Novel function of Porphyromonas gingivalis gingipains in the PI3K/Akt signaling pathway

Background Porphyromonas gingivalis is s major oral bacterium closely associated with periodontal diseases including periodontitis and directly affects host cellular signaling. The phosphatidylinositol 3-kinase (PI3K)/Akt signaling pathway plays multiple roles in various cell functions including cell survival and glucose metabolism. In this review, we describe the effect of gingipains on the PI3K/Akt signaling pathway in P. gingivalis infection. Highlight Gingipains inactivate PI3K and Akt in gingival epithelial cells infected with P. gingivalis. These events occur independently of invasion of this organism into the cells and are required for the enzymatic activity of gingipains.
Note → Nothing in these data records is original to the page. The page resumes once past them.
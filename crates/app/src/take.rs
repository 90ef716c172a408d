//! Interactive test-taking loop on stdin/stdout.

use std::io::Write as _;
use std::time::Duration;

use alum_core::model::{AnswerKeySheet, QuestionNumber, SessionEvent, StoreError, TestSettingsDraft};
use services::{AppServices, FinishedTest, SessionError, SessionLoopService, SessionService};
use tokio::io::{AsyncBufReadExt, BufReader, Lines, Stdin};
use tokio::time::{Instant, interval_at};

use crate::render;

type Input = Lines<BufReader<Stdin>>;
type AppResult<T> = Result<T, Box<dyn std::error::Error>>;

const TICK: Duration = Duration::from_secs(1);

const HELP: &str = "\
Perintah:
  <label>        pilih jawaban untuk soal ini (mis. A)
  n / >          soal berikutnya
  p / <          soal sebelumnya
  g <nomor>      pindah ke soal
  r              tandai / hapus tanda ragu-ragu
  selesai        selesaikan tes
  batal          batalkan tes tanpa menyimpan
  ?              bantuan";

/// One line typed during a test.
#[derive(Debug, Clone, PartialEq, Eq)]
enum Command {
    Answer(String),
    Next,
    Previous,
    GoTo(QuestionNumber),
    Doubt,
    Finish,
    Quit,
    Help,
    Unknown(String),
}

/// Find the option `raw` refers to, preferring an exact match.
fn match_option(raw: &str, options: &[String]) -> Option<String> {
    let raw = raw.trim();
    options
        .iter()
        .find(|o| o.as_str() == raw)
        .or_else(|| options.iter().find(|o| o.eq_ignore_ascii_case(raw)))
        .cloned()
}

fn parse_command(line: &str, options: &[String]) -> Command {
    let line = line.trim();
    if let Some(label) = options.iter().find(|o| o.as_str() == line) {
        return Command::Answer(label.clone());
    }
    let mut words = line.split_whitespace();
    let head = words.next().unwrap_or_default().to_lowercase();
    match head.as_str() {
        "n" | ">" | "next" => Command::Next,
        "p" | "<" | "prev" => Command::Previous,
        "g" | "go" => match words.next().map(str::parse::<QuestionNumber>) {
            Some(Ok(q)) => Command::GoTo(q),
            _ => Command::Unknown(line.to_owned()),
        },
        "r" | "ragu" => Command::Doubt,
        "selesai" | "finish" => Command::Finish,
        "batal" | "quit" => Command::Quit,
        "?" | "help" => Command::Help,
        _ => match_option(line, options).map_or_else(|| Command::Unknown(line.to_owned()), Command::Answer),
    }
}

fn prompt(text: &str) -> AppResult<()> {
    let mut stdout = std::io::stdout();
    write!(stdout, "{text}")?;
    stdout.flush()?;
    Ok(())
}

/// Rewrite the status line in place so running timers stay visible between inputs.
fn redraw_status(session: &SessionService) -> AppResult<()> {
    let view = session.view();
    if !render::shows_timers(&view) {
        return Ok(());
    }
    prompt(&format!("\r\x1b[2K{}", render::status_line(&view)))
}

fn is_yes(line: &str) -> bool {
    matches!(line.trim().to_lowercase().as_str(), "y" | "ya" | "yes")
}

fn join_numbers(questions: &[QuestionNumber]) -> String {
    questions
        .iter()
        .map(ToString::to_string)
        .collect::<Vec<_>>()
        .join(", ")
}

/// Run a whole attempt: questions, answer key, then saving under a name.
pub(crate) async fn take_test(
    app: &AppServices,
    draft: TestSettingsDraft,
    name: Option<String>,
) -> AppResult<()> {
    let loop_svc = app.session_loop();
    let mut session = loop_svc.start(draft)?;
    let mut lines = BufReader::new(tokio::io::stdin()).lines();

    println!("{HELP}");
    println!();
    print!("{}", render::session_screen(&session.view()));

    let Some(finished) = run_session(&mut session, &mut lines).await? else {
        println!("Tes dibatalkan.");
        return Ok(());
    };

    let sheet = enter_answer_key(finished.answer_key_sheet(), &mut lines).await?;
    save(&loop_svc, finished, sheet, name, &mut lines).await
}

async fn run_session(
    session: &mut SessionService,
    lines: &mut Input,
) -> AppResult<Option<FinishedTest>> {
    let mut overall = interval_at(Instant::now() + TICK, TICK);
    let mut per_question = interval_at(Instant::now() + TICK, TICK);
    let mut confirming_finish = false;

    loop {
        tokio::select! {
            _ = overall.tick() => {
                let events = session.tick();
                if events.iter().any(|e| matches!(e, SessionEvent::Finished(_))) {
                    println!();
                    println!("Waktu habis!");
                    return Ok(session.finished().cloned());
                }
                redraw_status(session)?;
            }
            _ = per_question.tick() => {
                session.question_tick();
                redraw_status(session)?;
            }
            line = lines.next_line() => {
                let Some(line) = line? else {
                    session.cancel()?;
                    return Ok(None);
                };

                if confirming_finish {
                    confirming_finish = false;
                    if is_yes(&line) {
                        return Ok(Some(session.finish(false)?));
                    }
                    print!("{}", render::session_screen(&session.view()));
                    continue;
                }

                let view = session.view();
                let events = match parse_command(&line, &view.options) {
                    Command::Answer(label) => session.select_answer(view.question, &label),
                    Command::Next => session.next(),
                    Command::Previous => session.previous(),
                    Command::GoTo(q) => session.go_to(q),
                    Command::Doubt if view.show_doubt_buttons => {
                        let events = session.toggle_doubt(view.question);
                        if events.is_empty() {
                            println!("Jawab soal ini dulu sebelum menandai ragu-ragu.");
                        }
                        events
                    }
                    Command::Finish => {
                        let unanswered = session.session().unanswered();
                        if unanswered.is_empty() {
                            return Ok(Some(session.finish(false)?));
                        }
                        println!(
                            "Masih ada soal yang belum dijawab: {}. Selesaikan tes? (y/n)",
                            join_numbers(&unanswered)
                        );
                        confirming_finish = true;
                        continue;
                    }
                    Command::Quit => {
                        session.cancel()?;
                        return Ok(None);
                    }
                    Command::Help => {
                        println!("{HELP}");
                        continue;
                    }
                    Command::Doubt | Command::Unknown(_) => {
                        println!("Perintah tidak dikenal: {:?} (ketik ? untuk bantuan)", line.trim());
                        continue;
                    }
                };

                if events
                    .iter()
                    .any(|e| matches!(e, SessionEvent::QuestionNavigated { .. }))
                {
                    per_question.reset();
                }
                print!("{}", render::session_screen(&session.view()));
            }
        }
    }
}

async fn enter_answer_key(mut sheet: AnswerKeySheet, lines: &mut Input) -> AppResult<AnswerKeySheet> {
    println!();
    println!(
        "Masukkan kunci jawaban ({}). Kosongkan untuk melewati soal.",
        sheet.options()
    );

    for question in sheet.unset() {
        loop {
            prompt(&format!("Kunci soal {question}: "))?;
            let Some(line) = lines.next_line().await? else {
                return Ok(sheet);
            };
            if line.trim().is_empty() {
                break;
            }
            let Some(label) = match_option(&line, sheet.options().labels()) else {
                println!("Pilihan {:?} tidak ada.", line.trim());
                continue;
            };
            match sheet.choose(question, &label) {
                Ok(_) => break,
                Err(err) => println!("{err}"),
            }
        }
    }

    let unset = sheet.unset();
    if !unset.is_empty() {
        println!(
            "Soal tanpa kunci ({}) dihitung belum ditentukan.",
            join_numbers(&unset)
        );
    }
    Ok(sheet)
}

async fn save(
    loop_svc: &SessionLoopService,
    finished: FinishedTest,
    sheet: AnswerKeySheet,
    name: Option<String>,
    lines: &mut Input,
) -> AppResult<()> {
    let mut name = match name {
        Some(name) => Some(name),
        None => {
            prompt("Nama tes (kosong = tanggal tes): ")?;
            lines.next_line().await?
        }
    };

    loop {
        match loop_svc
            .save_result(finished.clone(), sheet.clone(), name.as_deref())
            .await
        {
            Ok(saved) => {
                println!("Tersimpan sebagai {:?}.", saved.name);
                println!("{}", render::counts_line(saved.counts));
                return Ok(());
            }
            Err(SessionError::Store(StoreError::NameTaken(taken))) => {
                prompt(&format!("Nama {taken:?} sudah dipakai. Nama lain: "))?;
                name = lines.next_line().await?;
            }
            Err(err) => return Err(err.into()),
        }
    }
}

#[cfg(test)]
mod tests {
    use super::*;

    fn options() -> Vec<String> {
        ["A", "B", "C", "N"].iter().map(|s| (*s).to_string()).collect()
    }

    #[test]
    fn labels_win_over_shortcuts() {
        assert_eq!(parse_command("N", &options()), Command::Answer("N".into()));
        assert_eq!(parse_command("n", &options()), Command::Next);
        assert_eq!(parse_command(" b ", &options()), Command::Answer("B".into()));
    }

    #[test]
    fn navigation_commands() {
        assert_eq!(
            parse_command("g 12", &options()),
            Command::GoTo(QuestionNumber::new(12))
        );
        assert_eq!(parse_command("<", &options()), Command::Previous);
        assert_eq!(parse_command("selesai", &options()), Command::Finish);
        assert_eq!(
            parse_command("g x", &options()),
            Command::Unknown("g x".into())
        );
        assert_eq!(parse_command("zzz", &options()), Command::Unknown("zzz".into()));
    }

    #[test]
    fn option_matching_prefers_exact_case() {
        let opts = vec!["a".to_string(), "A".to_string()];
        assert_eq!(match_option("A", &opts), Some("A".into()));
        assert_eq!(match_option("x", &opts), None);
    }
}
Furthermore, 3-Phosphoinositide-dependent protein kinase-1 (PDK1) failed to translocate to the plasma membrane from the cytosol following PI3K inactivation. Additionally, dephosphorylation of Akt downstream proteins, including glycogen synthase kinase 3 (GSK3), mammalian target of rapamycin (mTOR), and Bad, occurs in parallel with the dysregulation of PI3K/PDK1/Akt cascades. Conclusion This review describes the biological characterization of gingipains, which inactivate PI3K and Akt, and disorder the PI3K/Akt signaling pathway. Hence, gingipains may decrease cellular physiological functions, eventually disrupting the gingival epithelium and causing development of periodontal diseases.